◆ Goal of the exercise: The word "impl" marks the lines to find; copy every such line from the data below.

══ Exercise data ══

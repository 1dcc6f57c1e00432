use crate::camera::PinHole;
use crate::error::{Error, Result};
use crate::*;

/// A named camera placement looking at `target`.
#[derive(Clone, Debug)]
pub struct View {
    pub name: &'static str,
    pub position: P3,
    pub target: P3,
    pub up: V3,
}

impl View {
    pub fn camera(&self, fov_rad: f64) -> PinHole {
        PinHole::new(self.position, self.target - self.position, self.up, fov_rad)
    }

    /// First word of the name, lowercased: "front", "side", ...
    pub fn slug(&self) -> String {
        self.name
            .split_whitespace()
            .next()
            .unwrap_or(self.name)
            .to_lowercase()
    }
}

pub fn views() -> Vec<View> {
    let view = |name, p: [f64; 3], up: [f64; 3]| View {
        name,
        position: P3::new(p[0], p[1], p[2]),
        target: P3::origin(),
        up: V3::new(up[0], up[1], up[2]),
    };
    vec![
        view("Front View", [0.0, 2.0, -8.0], [0.0, 1.0, 0.0]),
        view("Side View", [-6.0, 1.0, -4.0], [0.0, 1.0, 0.0]),
        view("Top View", [0.0, 5.0, -6.0], [0.0, 0.0, -1.0]),
        view("Close View", [0.0, 1.0, -4.0], [0.0, 1.0, 0.0]),
        view("Wide View", [0.0, 3.0, -12.0], [0.0, 1.0, 0.0]),
    ]
}

/// Views rendered when none are requested.
pub const DEFAULT_VIEWS: [&str; 3] = ["front", "side", "top"];

/// Looks a view up by slug, full name or 1-based index.
pub fn find(key: &str) -> Result<View> {
    let all = views();
    if let Ok(i) = key.parse::<usize>() {
        if i >= 1 && i <= all.len() {
            return Ok(all[i - 1].clone());
        }
    }
    let key_lower = key.to_lowercase();
    all.into_iter()
        .find(|v| v.slug() == key_lower || v.name.to_lowercase() == key_lower)
        .ok_or_else(|| Error::UnknownView(key.to_string()))
}
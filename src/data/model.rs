use std::collections::{BTreeMap, BTreeSet};
use std::fmt;

/// Header of the title column.
pub const TITLE_COLUMN: &str = "Title";
/// Header of the genre column.
pub const GENRE_COLUMN: &str = "Genre";
/// Header of the rating column.
pub const RATING_COLUMN: &str = "Rating";

// ---------------------------------------------------------------------------
// CellValue – a single cell of the source table
// ---------------------------------------------------------------------------

/// A dynamically-typed cell value as read from the source file.
#[derive(Debug, Clone, PartialEq)]
pub enum CellValue {
    String(String),
    Integer(i64),
    Float(f64),
    Bool(bool),
    Null,
}

impl fmt::Display for CellValue {
    fn fmt(&self, f: &mut fmt::Formatter<'_>) -> fmt::Result {
        match self {
            CellValue::String(s) => write!(f, "{s}"),
            CellValue::Integer(i) => write!(f, "{i}"),
            CellValue::Float(v) => write!(f, "{v}"),
            CellValue::Bool(b) => write!(f, "{b}"),
            CellValue::Null => write!(f, "<null>"),
        }
    }
}

impl CellValue {
    /// Keep a raw text cell verbatim. Empty text is `Null`.
    pub fn text(s: &str) -> CellValue {
        if s.is_empty() {
            CellValue::Null
        } else {
            CellValue::String(s.to_string())
        }
    }

    /// Classify a raw text cell. Empty text is `Null`.
    pub fn guess(s: &str) -> CellValue {
        if s.is_empty() {
            return CellValue::Null;
        }
        if let Ok(i) = s.parse::<i64>() {
            return CellValue::Integer(i);
        }
        if let Ok(f) = s.parse::<f64>() {
            return CellValue::Float(f);
        }
        if s == "true" || s == "false" {
            return CellValue::Bool(s == "true");
        }
        CellValue::String(s.to_string())
    }

    /// Try to interpret the value as an `f64`.
    pub fn as_f64(&self) -> Option<f64> {
        match self {
            CellValue::Float(v) => Some(*v),
            CellValue::Integer(i) => Some(*i as f64),
            _ => None,
        }
    }

    /// Interpret the value as a rating: any finite number, including numeric
    /// text with surrounding whitespace.
    pub fn as_rating(&self) -> Option<f64> {
        let value = match self {
            CellValue::String(s) => s.trim().parse::<f64>().ok(),
            other => other.as_f64(),
        }?;
        value.is_finite().then_some(value)
    }

    /// Text rendering used for `Title` and `Genre`; `Null` is the empty string.
    pub fn as_text(&self) -> String {
        match self {
            CellValue::Null => String::new(),
            other => other.to_string(),
        }
    }
}

/// One source row before the well-known columns are pulled out.
pub type Record = BTreeMap<String, CellValue>;

// ---------------------------------------------------------------------------
// Movie – one row of the table
// ---------------------------------------------------------------------------

/// A single movie (one row of the source table).
#[derive(Debug, Clone, PartialEq)]
pub struct Movie {
    pub title: String,
    /// Genre text; empty when the cell is empty or the column is absent.
    pub genre: String,
    /// `None` when the cell is missing or not numeric.
    pub rating: Option<f64>,
    /// Every other column of the row, ignored by queries.
    pub extra: BTreeMap<String, CellValue>,
}

impl Movie {
    fn from_record(mut record: Record) -> Self {
        let mut take_text = |col: &str| {
            record
                .remove(col)
                .map(|v| v.as_text())
                .unwrap_or_default()
        };
        let title = take_text(TITLE_COLUMN);
        let genre = take_text(GENRE_COLUMN);
        let rating = record.remove(RATING_COLUMN).and_then(|v| v.as_rating());

        Movie {
            title,
            genre,
            rating,
            extra: record,
        }
    }
}

// ---------------------------------------------------------------------------
// Columns – which well-known columns the source provided
// ---------------------------------------------------------------------------

/// Presence of the columns queries depend on, resolved once at load time.
#[derive(Debug, Clone, Copy, Default, PartialEq, Eq)]
pub struct Columns {
    pub title: bool,
    pub genre: bool,
    pub rating: bool,
}

impl Columns {
    pub fn from_headers<S: AsRef<str>>(headers: &[S]) -> Self {
        let has = |name: &str| headers.iter().any(|h| h.as_ref() == name);
        Columns {
            title: has(TITLE_COLUMN),
            genre: has(GENRE_COLUMN),
            rating: has(RATING_COLUMN),
        }
    }
}

// ---------------------------------------------------------------------------
// MovieTable – the complete loaded dataset
// ---------------------------------------------------------------------------

/// The full parsed dataset. Immutable once built.
#[derive(Debug, Clone, Default)]
pub struct MovieTable {
    movies: Vec<Movie>,
    column_names: Vec<String>,
    columns: Columns,
}

impl MovieTable {
    /// Build the table from source column names (in file order) and rows.
    pub fn from_records(column_names: Vec<String>, records: Vec<Record>) -> Self {
        let columns = Columns::from_headers(&column_names);
        let movies = records.into_iter().map(Movie::from_record).collect();
        MovieTable {
            movies,
            column_names,
            columns,
        }
    }

    /// All rows in source order.
    pub fn movies(&self) -> &[Movie] {
        &self.movies
    }

    /// Every source column name in file order.
    pub fn column_names(&self) -> &[String] {
        &self.column_names
    }

    pub fn columns(&self) -> Columns {
        self.columns
    }

    /// Source columns other than `Title`, `Genre` and `Rating`, each name once.
    pub fn extra_columns(&self) -> impl Iterator<Item = &str> {
        let mut seen = BTreeSet::new();
        self.column_names
            .iter()
            .map(String::as_str)
            .filter(|c| ![TITLE_COLUMN, GENRE_COLUMN, RATING_COLUMN].contains(c))
            .filter(move |c| seen.insert(*c))
    }

    /// Number of movies.
    pub fn len(&self) -> usize {
        self.movies.len()
    }

    /// Whether the table has no rows.
    pub fn is_empty(&self) -> bool {
        self.movies.is_empty()
    }
}

#[cfg(test)]
mod tests {
    use super::*;

    fn record(cells: &[(&str, CellValue)]) -> Record {
        cells
            .iter()
            .map(|(k, v)| (k.to_string(), v.clone()))
            .collect()
    }

    #[test]
    fn test_guess_cell_types() {
        assert_eq!(CellValue::guess(""), CellValue::Null);
        assert_eq!(CellValue::guess("42"), CellValue::Integer(42));
        assert_eq!(CellValue::guess("8.5"), CellValue::Float(8.5));
        assert_eq!(CellValue::guess("true"), CellValue::Bool(true));
        assert_eq!(
            CellValue::guess("Drama"),
            CellValue::String("Drama".to_string())
        );
    }

    #[test]
    fn test_text_cells_are_verbatim() {
        assert_eq!(CellValue::text(""), CellValue::Null);
        assert_eq!(CellValue::text("007").as_text(), "007");
        assert_eq!(CellValue::text("1e3").as_text(), "1e3");
    }

    #[test]
    fn test_duplicate_extra_columns_listed_once() {
        let names = ["Title", "Year", "Genre", "Year", "Title"]
            .iter()
            .map(|c| c.to_string())
            .collect();
        let table = MovieTable::from_records(names, Vec::new());
        assert_eq!(table.extra_columns().collect::<Vec<_>>(), vec!["Year"]);
    }

    #[test]
    fn test_rating_interpretation() {
        assert_eq!(CellValue::Integer(7).as_rating(), Some(7.0));
        assert_eq!(CellValue::Float(6.5).as_rating(), Some(6.5));
        assert_eq!(CellValue::String(" 8.0 ".into()).as_rating(), Some(8.0));
        assert_eq!(CellValue::String("great".into()).as_rating(), None);
        assert_eq!(CellValue::Float(f64::NAN).as_rating(), None);
        assert_eq!(CellValue::Bool(true).as_rating(), None);
        assert_eq!(CellValue::Null.as_rating(), None);
    }

    #[test]
    fn test_columns_from_headers() {
        let cols = Columns::from_headers(&["Title", "Rating", "Year"]);
        assert!(cols.title);
        assert!(!cols.genre);
        assert!(cols.rating);

        // Header matching is case-sensitive.
        let cols = Columns::from_headers(&["title", "genre", "rating"]);
        assert_eq!(cols, Columns::default());
    }

    #[test]
    fn test_from_records_splits_known_columns() {
        let names = vec![
            "Title".to_string(),
            "Genre".to_string(),
            "Rating".to_string(),
            "Year".to_string(),
        ];
        let rows = vec![
            record(&[
                ("Title", CellValue::String("Heat".into())),
                ("Genre", CellValue::String("Crime".into())),
                ("Rating", CellValue::Float(8.3)),
                ("Year", CellValue::Integer(1995)),
            ]),
            record(&[
                ("Title", CellValue::Integer(1917)),
                ("Genre", CellValue::Null),
                ("Rating", CellValue::String("n/a".into())),
            ]),
        ];
        let table = MovieTable::from_records(names, rows);

        assert_eq!(table.len(), 2);
        assert_eq!(
            table.columns(),
            Columns {
                title: true,
                genre: true,
                rating: true
            }
        );
        assert_eq!(table.extra_columns().collect::<Vec<_>>(), vec!["Year"]);

        let heat = &table.movies()[0];
        assert_eq!(heat.title, "Heat");
        assert_eq!(heat.genre, "Crime");
        assert_eq!(heat.rating, Some(8.3));
        assert_eq!(heat.extra.get("Year"), Some(&CellValue::Integer(1995)));

        let war = &table.movies()[1];
        assert_eq!(war.title, "1917");
        assert_eq!(war.genre, "");
        assert_eq!(war.rating, None);
        assert!(war.extra.is_empty());
    }
}
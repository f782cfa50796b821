use eframe::egui::{self, Color32, RichText, ScrollArea, Ui};

use crate::data::loader::SUPPORTED_EXTENSIONS;
use crate::state::{AppState, MAX_TOP_N};

// ---------------------------------------------------------------------------
// Left side panel – query buttons
// ---------------------------------------------------------------------------

/// Render the left query panel.
pub fn side_panel(ui: &mut Ui, state: &mut AppState) {
    ui.heading("Queries");
    ui.separator();

    let button_width = ui.available_width();
    let query_button = |ui: &mut Ui, label: &str| {
        ui.add_sized([button_width, 24.0], egui::Button::new(label))
            .clicked()
    };

    if query_button(ui, "Get Movie Count") {
        state.show_movie_count();
    }
    if query_button(ui, "Get Genre Counts") {
        state.show_genre_counts();
    }
    if query_button(ui, "Get Average Rating") {
        state.show_average_rating();
    }

    ui.add_space(8.0);
    ui.horizontal(|ui: &mut Ui| {
        ui.label("N:");
        ui.add(egui::DragValue::new(&mut state.top_n).range(1..=MAX_TOP_N));
    });
    if query_button(ui, "Get Top N Movies") {
        state.show_top_movies();
    }

    ui.add_space(8.0);
    ui.label("Enter Genre:");
    let response = ui.add(
        egui::TextEdit::singleline(&mut state.genre_input)
            .hint_text("e.g. Drama")
            .desired_width(button_width),
    );
    let submitted = response.lost_focus() && ui.input(|i| i.key_pressed(egui::Key::Enter));
    if query_button(ui, "Get Movies by Genre") || submitted {
        state.show_movies_by_genre();
    }

    ui.add_space(8.0);
    ui.separator();
    if query_button(ui, "Clear Output") {
        state.clear_output();
    }
}

// ---------------------------------------------------------------------------
// Output log
// ---------------------------------------------------------------------------

/// Scrolling, read-only log of every query result.
pub fn output_log(ui: &mut Ui, state: &AppState) {
    ScrollArea::vertical()
        .id_salt("output_log")
        .auto_shrink([false, false])
        .stick_to_bottom(true)
        .show(ui, |ui: &mut Ui| {
            if state.output.is_empty() {
                ui.weak("Load a CSV file and run a query.");
            } else {
                ui.label(RichText::new(&state.output).monospace());
            }
        });
}

// ---------------------------------------------------------------------------
// Top bar
// ---------------------------------------------------------------------------

/// Render the top menu / toolbar.
pub fn top_bar(ui: &mut Ui, state: &mut AppState) {
    egui::menu::bar(ui, |ui: &mut Ui| {
        ui.menu_button("File", |ui: &mut Ui| {
            if ui.button("Open…").clicked() {
                open_file_dialog(state);
                ui.close_menu();
            }
        });

        ui.separator();

        if let (Some(table), Some(source)) = (state.analyzer.table(), &state.source) {
            let name = source
                .file_name()
                .map(|n| n.to_string_lossy())
                .unwrap_or_default();
            ui.label(format!(
                "{name}: {} movies, {} genres",
                table.len(),
                state.genre_counts.len()
            ));
        } else {
            ui.label("No dataset loaded");
        }
    });
}

// ---------------------------------------------------------------------------
// Status bar and error window
// ---------------------------------------------------------------------------

pub fn status_bar(ui: &mut Ui, state: &AppState) {
    let text = RichText::new(&state.status);
    if state.status.starts_with("Error") {
        ui.label(text.color(Color32::RED));
    } else {
        ui.label(text);
    }
}

pub fn error_window(ctx: &egui::Context, state: &mut AppState) {
    let Some(message) = state.error.clone() else {
        return;
    };
    egui::Window::new("Error")
        .collapsible(false)
        .resizable(false)
        .anchor(egui::Align2::CENTER_CENTER, [0.0, 0.0])
        .show(ctx, |ui: &mut Ui| {
            ui.label(message);
            ui.add_space(4.0);
            if ui.button("OK").clicked() {
                state.error = None;
            }
        });
}

// ---------------------------------------------------------------------------
// File dialog
// ---------------------------------------------------------------------------

pub fn open_file_dialog(state: &mut AppState) {
    let file = rfd::FileDialog::new()
        .set_title("Open movie data")
        .add_filter("Supported files", SUPPORTED_EXTENSIONS)
        .add_filter("CSV Files", &["csv"])
        .add_filter("TSV Files", &["tsv", "tab"])
        .add_filter("JSON", &["json"])
        .add_filter("Parquet", &["parquet", "pq"])
        .pick_file();

    if let Some(path) = file {
        state.load_path(&path);
    }
}
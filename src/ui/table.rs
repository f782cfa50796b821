use eframe::egui::{self, RichText, Ui};
use egui_extras::{Column, TableBuilder};

use crate::report::{genre_label, rating_text};
use crate::state::AppState;

const ROW_HEIGHT: f32 = 18.0;

/// Render the rows of the last top-N or genre query.
pub fn results_table(ui: &mut Ui, state: &AppState) {
    let Some((heading, movies)) = &state.results else {
        ui.weak("Run \"Top N\" or \"Movies by Genre\" to list rows here.");
        return;
    };

    ui.strong(heading);
    if movies.is_empty() {
        ui.label("No rows.");
        return;
    }

    let extra: Vec<&str> = state
        .analyzer
        .table()
        .map(|t| t.extra_columns().collect())
        .unwrap_or_default();

    TableBuilder::new(ui)
        .striped(true)
        .resizable(true)
        .cell_layout(egui::Layout::left_to_right(egui::Align::Center))
        .column(Column::auto().at_least(120.0))
        .column(Column::auto())
        .column(Column::auto())
        .columns(Column::auto(), extra.len())
        .header(ROW_HEIGHT + 2.0, |mut header| {
            for name in ["Title", "Genre", "Rating"].into_iter().chain(extra.iter().copied()) {
                header.col(|ui| {
                    ui.strong(name);
                });
            }
        })
        .body(|mut body| {
            for movie in movies {
                body.row(ROW_HEIGHT, |mut row| {
                    row.col(|ui| {
                        ui.label(&movie.title);
                    });
                    row.col(|ui| {
                        let color = state.genre_colors.color_for(&movie.genre);
                        ui.label(RichText::new(genre_label(&movie.genre)).color(color));
                    });
                    row.col(|ui| {
                        ui.label(rating_text(movie.rating));
                    });
                    for col in &extra {
                        row.col(|ui| {
                            let text = movie.extra.get(*col).map(|v| v.as_text());
                            ui.label(text.unwrap_or_default());
                        });
                    }
                });
            }
        });
}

═══

◆ Answer to this task:
impl View {
impl fmt::Display for CellValue {
impl CellValue {
impl Movie {
impl Columns {
impl MovieTable {
    pub fn extra_columns(&self) -> impl Iterator<Item = &str> {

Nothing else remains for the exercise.